GRAND-DUCHE DE LUXEMBOURG COUR ADMINISTRATIVE Numéro du rôle: 51447C ECLI:LU:CADM:2025:51447 Inscrit le 4 octobre 2024 Audience publique du 23 janvier 2025 Requête en relevé de forclusion formée par Madame (A), …, en présence du ministre de l’Education nationale, de l’Enfance et de la Jeunesse Vu la requête en relevé de forclusion déposée au greffe de la Cour administrative le 4 octobre 2024 par la société à responsabilité limitée INTERDROIT SARL, inscrite sur la liste V du tableau de l’Ordre des avocats du barreau de Luxembourg, établie et ayant son siège social à L-4018 Esch-sur-Alzette, 38, rue d’Audun, inscrite au registre de commerce et des sociétés de Luxembourg sous le numéro B 217690, représentée aux fins de la présente procédure par Maître Dogan DEMIRCAN, avocat à la Cour, inscrit au tableau de l’Ordre des avocats à Luxembourg, au nom de Madame (A), demeurant à L-…;… Vu le mémoire en réponse du délégué du gouvernement déposé au greffe de la Cour administrative le 29 octobre 2024;
Vu le mémoire en réplique déposé au greffe de la Cour administrative le 18 novembre 2024 par la société à responsabilité limitée INTERDROIT SARL, représentée par Maître Dogan DEMIRCAN, au nom de Madame (A);
Vu le mémoire en duplique du délégué du gouvernement déposé au greffe de la Cour administrative le 16 décembre 2024;
Vu les pièces versées en cause;
Le rapporteur entendu en son rapport, ainsi que Maître Dogan DEMIRCAN et Madame le délégué du gouvernement Aida DRAGULOVCANIN en leurs observations orales à la chambre du conseil de la Cour à la date du 9 janvier 2025.
Par jugement du 9 juillet 2024 (n° 48849 du rôle), le tribunal administratif a débouté Madame (A) de son recours en réformation sinon en annulation formé contre la décision du ministre de l’Education nationale, de l’Enfance et de la Jeunesse du 28 septembre 2022 portant résiliation de son contrat de travail, ainsi que contre la décision confirmative du même ministre du 19 janvier 2023 prise sur recours gracieux.
1 Ce jugement a été notifié par la voie du greffe au mandataire de l’appelante par lettre recommandée avec accusé de réception le 11 juillet 2024.
Par requête déposée au greffe de la Cour administrative le 29 octobre 2024, Madame (A), par application de la loi modifiée du 22 décembre 1986 relative au relevé de la déchéance résultant de l’expiration d’un délai imparti pour agir en justice, ci-après la « loi du 22 décembre 1986 », demande à être relevée de la forclusion résultant de l’expiration du délai imparti pour relever appel du jugement rendu le 9 juillet 2024.
A l’appui de sa demande, elle expose que le jugement du 9 juillet 2024 aurait été notifié le 11 juillet 2024 au siège de l’étude INTERDROIT, laquelle serait située dans un centre d’affaires dénommé « Jeriles », à une personne inconnue.

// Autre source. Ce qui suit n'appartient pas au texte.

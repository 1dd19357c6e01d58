//! Error types for the index client.
//!
//! # Design
//! Every variant is fatal to the binary. Connect failures keep the target
//! address because the OS error alone ("connection refused") does not say
//! where the client was pointed. Malformed port arguments never reach this
//! type; they fall back to the default port instead.

use std::fmt;
use std::io;
use std::net::SocketAddr;

/// Errors returned by [`crate::run`] and [`crate::exchange`].
#[derive(Debug)]
pub enum ClientError {
    /// The socket could not be created or the connection was not accepted.
    Connect { addr: SocketAddr, source: io::Error },

    /// The request payload could not be written in full.
    Send(io::Error),

    /// The single receive call failed.
    Receive(io::Error),

    /// A progress line could not be written to the operator output.
    Output(io::Error),
}

impl fmt::Display for ClientError {
    fn fmt(&self, f: &mut fmt::Formatter<'_>) -> fmt::Result {
        match self {
            ClientError::Connect { addr, source } => {
                write!(f, "failed to connect to {addr}: {source}")
            }
            ClientError::Send(err) => write!(f, "failed to send request: {err}"),
            ClientError::Receive(err) => write!(f, "failed to receive response: {err}"),
            ClientError::Output(err) => write!(f, "failed to write output: {err}"),
        }
    }
}

impl std::error::Error for ClientError {
    fn source(&self) -> Option<&(dyn std::error::Error + 'static)> {
        match self {
            ClientError::Connect { source, .. } => Some(source),
            ClientError::Send(err) | ClientError::Receive(err) | ClientError::Output(err) => {
                Some(err)
            }
        }
    }
}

Son mandataire n’aurait pas eu connaissance du jugement jusqu’à ce qu’une amie le lui aurait transmis via Whatsapp le 19 septembre 2024. Celui-ci aurait alors pris contact avec le greffe du tribunal administratif pour demander communication du certificat de notification. Il aurait alors découvert que le jugement aurait été notifié à son attention, mais qu’il aurait été réceptionné par une personne inconnue, la signature apposée sur le récepissé de notification lui étant inconnue. Il est encore précisé que la signature du réceptionnaire ne serait ni celle de Maître DEMIRCAN, ni celle de son stagiaire Maître (B), ni d’ailleurs celle de son employé (C), qui aurait été en congé le jour de la notification.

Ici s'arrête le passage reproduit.